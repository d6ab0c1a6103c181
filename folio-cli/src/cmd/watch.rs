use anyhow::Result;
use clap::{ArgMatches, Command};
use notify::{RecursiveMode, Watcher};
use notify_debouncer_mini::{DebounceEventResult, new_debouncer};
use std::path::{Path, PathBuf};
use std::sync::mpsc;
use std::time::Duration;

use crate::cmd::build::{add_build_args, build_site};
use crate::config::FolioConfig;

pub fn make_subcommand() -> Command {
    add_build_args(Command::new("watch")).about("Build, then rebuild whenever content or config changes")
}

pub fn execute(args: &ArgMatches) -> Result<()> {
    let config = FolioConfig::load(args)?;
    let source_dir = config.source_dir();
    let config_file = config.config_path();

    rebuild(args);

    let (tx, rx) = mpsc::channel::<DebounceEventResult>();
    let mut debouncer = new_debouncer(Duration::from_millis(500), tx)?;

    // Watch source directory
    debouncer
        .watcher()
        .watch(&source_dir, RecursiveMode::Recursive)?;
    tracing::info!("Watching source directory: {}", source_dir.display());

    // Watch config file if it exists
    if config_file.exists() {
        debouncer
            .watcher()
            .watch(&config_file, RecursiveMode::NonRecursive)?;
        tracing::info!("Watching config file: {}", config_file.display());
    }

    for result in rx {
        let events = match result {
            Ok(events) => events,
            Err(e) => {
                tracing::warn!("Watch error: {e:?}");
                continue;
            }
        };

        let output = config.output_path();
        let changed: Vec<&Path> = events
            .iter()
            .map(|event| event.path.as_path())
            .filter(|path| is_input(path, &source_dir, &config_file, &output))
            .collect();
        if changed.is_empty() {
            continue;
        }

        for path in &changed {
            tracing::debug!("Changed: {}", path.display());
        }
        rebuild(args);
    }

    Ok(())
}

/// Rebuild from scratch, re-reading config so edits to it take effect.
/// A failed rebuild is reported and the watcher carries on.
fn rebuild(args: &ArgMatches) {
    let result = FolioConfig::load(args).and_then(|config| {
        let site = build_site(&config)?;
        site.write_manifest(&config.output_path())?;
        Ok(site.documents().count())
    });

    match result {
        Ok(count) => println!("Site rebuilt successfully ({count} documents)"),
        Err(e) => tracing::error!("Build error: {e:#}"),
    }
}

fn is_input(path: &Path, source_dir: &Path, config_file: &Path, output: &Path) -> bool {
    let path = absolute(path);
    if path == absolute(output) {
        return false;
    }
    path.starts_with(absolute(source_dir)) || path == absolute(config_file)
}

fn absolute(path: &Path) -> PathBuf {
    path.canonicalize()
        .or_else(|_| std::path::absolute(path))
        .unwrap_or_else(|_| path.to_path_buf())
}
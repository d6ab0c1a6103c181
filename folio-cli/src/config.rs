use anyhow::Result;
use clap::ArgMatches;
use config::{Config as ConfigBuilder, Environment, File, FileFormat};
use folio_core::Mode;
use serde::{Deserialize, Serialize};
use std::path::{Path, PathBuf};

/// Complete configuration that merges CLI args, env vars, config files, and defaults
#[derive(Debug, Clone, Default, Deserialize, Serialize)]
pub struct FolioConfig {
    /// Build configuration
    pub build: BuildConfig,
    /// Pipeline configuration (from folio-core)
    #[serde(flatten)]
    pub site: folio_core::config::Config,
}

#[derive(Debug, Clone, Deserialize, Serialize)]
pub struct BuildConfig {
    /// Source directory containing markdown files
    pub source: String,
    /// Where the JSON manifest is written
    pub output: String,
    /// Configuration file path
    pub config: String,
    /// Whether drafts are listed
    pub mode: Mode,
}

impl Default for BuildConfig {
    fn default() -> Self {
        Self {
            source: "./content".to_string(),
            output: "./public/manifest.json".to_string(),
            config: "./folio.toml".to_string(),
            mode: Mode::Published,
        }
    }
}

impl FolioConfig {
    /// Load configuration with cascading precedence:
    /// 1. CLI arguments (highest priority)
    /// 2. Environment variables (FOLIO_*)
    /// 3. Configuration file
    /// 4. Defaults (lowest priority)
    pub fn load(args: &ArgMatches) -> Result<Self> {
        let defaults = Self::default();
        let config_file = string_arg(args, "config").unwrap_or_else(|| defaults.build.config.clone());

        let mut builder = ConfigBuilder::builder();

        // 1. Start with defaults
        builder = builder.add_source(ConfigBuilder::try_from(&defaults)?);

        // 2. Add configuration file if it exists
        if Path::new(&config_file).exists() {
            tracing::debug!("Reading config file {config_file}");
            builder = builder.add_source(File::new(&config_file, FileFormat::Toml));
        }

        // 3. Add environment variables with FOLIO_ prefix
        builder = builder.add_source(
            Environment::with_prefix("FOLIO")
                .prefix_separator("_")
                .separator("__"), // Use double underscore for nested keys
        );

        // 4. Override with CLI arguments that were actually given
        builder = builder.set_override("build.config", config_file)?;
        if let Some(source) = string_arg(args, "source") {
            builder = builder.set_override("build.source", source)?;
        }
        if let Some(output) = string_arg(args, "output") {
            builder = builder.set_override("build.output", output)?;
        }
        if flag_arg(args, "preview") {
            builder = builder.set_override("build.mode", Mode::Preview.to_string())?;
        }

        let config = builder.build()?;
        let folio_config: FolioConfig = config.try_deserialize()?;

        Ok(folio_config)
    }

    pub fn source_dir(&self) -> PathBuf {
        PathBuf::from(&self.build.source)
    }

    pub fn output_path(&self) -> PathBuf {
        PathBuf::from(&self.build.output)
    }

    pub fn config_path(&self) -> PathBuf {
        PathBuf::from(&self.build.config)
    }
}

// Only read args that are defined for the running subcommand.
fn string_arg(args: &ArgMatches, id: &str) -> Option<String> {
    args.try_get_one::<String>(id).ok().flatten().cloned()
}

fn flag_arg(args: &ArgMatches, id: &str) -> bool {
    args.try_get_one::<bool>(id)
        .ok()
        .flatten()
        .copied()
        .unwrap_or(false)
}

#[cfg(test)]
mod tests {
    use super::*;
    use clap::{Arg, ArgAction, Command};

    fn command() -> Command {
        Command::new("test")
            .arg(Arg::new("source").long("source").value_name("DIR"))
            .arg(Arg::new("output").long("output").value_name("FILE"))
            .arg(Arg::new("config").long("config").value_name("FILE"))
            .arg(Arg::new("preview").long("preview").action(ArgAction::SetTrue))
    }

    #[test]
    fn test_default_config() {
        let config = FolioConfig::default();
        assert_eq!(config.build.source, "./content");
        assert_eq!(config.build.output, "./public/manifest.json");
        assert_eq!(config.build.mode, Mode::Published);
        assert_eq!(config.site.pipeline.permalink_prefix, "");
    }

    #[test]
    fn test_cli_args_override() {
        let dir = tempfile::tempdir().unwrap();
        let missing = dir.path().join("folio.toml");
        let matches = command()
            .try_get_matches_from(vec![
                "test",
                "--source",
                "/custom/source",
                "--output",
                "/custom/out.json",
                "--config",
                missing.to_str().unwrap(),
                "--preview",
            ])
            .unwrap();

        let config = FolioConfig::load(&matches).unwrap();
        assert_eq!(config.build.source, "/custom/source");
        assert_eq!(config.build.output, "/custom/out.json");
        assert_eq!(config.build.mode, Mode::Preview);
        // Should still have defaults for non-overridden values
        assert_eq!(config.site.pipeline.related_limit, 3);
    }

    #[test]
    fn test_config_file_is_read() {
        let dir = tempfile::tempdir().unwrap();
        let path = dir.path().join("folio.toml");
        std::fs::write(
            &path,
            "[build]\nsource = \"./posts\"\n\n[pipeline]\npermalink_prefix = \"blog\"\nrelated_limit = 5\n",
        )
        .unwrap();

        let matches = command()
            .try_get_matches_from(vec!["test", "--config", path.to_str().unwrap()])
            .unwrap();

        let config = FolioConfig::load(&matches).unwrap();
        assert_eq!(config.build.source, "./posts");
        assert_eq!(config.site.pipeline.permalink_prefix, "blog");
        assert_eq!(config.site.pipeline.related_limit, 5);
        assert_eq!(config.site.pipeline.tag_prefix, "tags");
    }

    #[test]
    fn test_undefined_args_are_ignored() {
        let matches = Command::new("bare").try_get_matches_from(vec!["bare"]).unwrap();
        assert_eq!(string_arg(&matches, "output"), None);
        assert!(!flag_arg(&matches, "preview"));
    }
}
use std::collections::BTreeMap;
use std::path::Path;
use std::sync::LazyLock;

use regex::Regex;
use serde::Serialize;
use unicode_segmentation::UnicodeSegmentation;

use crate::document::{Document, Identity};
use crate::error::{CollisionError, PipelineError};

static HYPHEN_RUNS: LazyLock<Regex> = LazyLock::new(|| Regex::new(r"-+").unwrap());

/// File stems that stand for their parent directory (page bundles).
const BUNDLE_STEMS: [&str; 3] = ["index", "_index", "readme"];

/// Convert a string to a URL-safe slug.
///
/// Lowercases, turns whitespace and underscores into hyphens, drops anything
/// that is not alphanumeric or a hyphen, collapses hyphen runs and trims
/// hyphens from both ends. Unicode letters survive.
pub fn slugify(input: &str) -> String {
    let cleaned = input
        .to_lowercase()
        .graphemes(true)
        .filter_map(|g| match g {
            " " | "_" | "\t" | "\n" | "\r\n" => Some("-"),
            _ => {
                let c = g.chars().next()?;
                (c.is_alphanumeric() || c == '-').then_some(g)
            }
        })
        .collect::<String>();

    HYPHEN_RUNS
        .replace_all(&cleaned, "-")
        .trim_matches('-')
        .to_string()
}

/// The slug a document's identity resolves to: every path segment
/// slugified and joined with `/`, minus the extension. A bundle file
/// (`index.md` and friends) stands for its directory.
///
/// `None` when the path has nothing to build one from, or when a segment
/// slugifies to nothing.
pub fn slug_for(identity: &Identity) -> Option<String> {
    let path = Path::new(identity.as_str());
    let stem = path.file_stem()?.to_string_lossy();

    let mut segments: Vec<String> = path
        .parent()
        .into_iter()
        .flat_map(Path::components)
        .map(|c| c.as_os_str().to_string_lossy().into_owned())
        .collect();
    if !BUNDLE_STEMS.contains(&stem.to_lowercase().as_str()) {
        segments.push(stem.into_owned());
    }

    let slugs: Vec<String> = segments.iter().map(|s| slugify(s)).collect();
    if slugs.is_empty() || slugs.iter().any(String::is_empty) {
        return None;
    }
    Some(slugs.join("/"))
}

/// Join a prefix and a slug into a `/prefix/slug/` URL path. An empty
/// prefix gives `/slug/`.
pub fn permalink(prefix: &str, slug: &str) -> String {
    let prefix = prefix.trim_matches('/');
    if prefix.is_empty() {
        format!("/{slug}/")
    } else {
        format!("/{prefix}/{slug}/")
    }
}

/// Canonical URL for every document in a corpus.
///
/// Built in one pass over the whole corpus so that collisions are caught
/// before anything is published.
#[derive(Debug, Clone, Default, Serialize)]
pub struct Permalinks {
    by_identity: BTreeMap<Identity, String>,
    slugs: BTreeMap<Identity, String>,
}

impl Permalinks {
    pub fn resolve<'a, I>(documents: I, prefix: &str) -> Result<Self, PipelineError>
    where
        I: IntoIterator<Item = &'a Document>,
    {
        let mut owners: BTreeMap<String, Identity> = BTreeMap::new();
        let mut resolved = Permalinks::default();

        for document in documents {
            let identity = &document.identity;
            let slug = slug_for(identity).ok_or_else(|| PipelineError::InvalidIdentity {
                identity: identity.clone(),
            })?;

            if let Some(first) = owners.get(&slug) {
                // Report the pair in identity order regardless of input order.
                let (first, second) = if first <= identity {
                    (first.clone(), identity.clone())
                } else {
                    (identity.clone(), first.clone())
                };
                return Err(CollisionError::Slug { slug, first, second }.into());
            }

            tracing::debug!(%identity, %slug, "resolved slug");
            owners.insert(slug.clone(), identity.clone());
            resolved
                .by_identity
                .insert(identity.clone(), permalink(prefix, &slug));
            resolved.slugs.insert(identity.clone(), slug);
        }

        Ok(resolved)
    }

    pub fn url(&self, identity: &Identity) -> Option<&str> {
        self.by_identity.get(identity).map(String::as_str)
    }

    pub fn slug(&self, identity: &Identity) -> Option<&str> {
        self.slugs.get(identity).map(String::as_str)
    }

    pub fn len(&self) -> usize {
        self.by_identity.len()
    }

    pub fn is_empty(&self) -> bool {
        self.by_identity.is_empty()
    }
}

------------------------------------

(What this task involves):
When "exists" shows up in a line of the material, report that line.

(Solution to this task):
    // Watch config file if it exists
    if config_file.exists() {
        // 2. Add configuration file if it exists
        if Path::new(&config_file).exists() {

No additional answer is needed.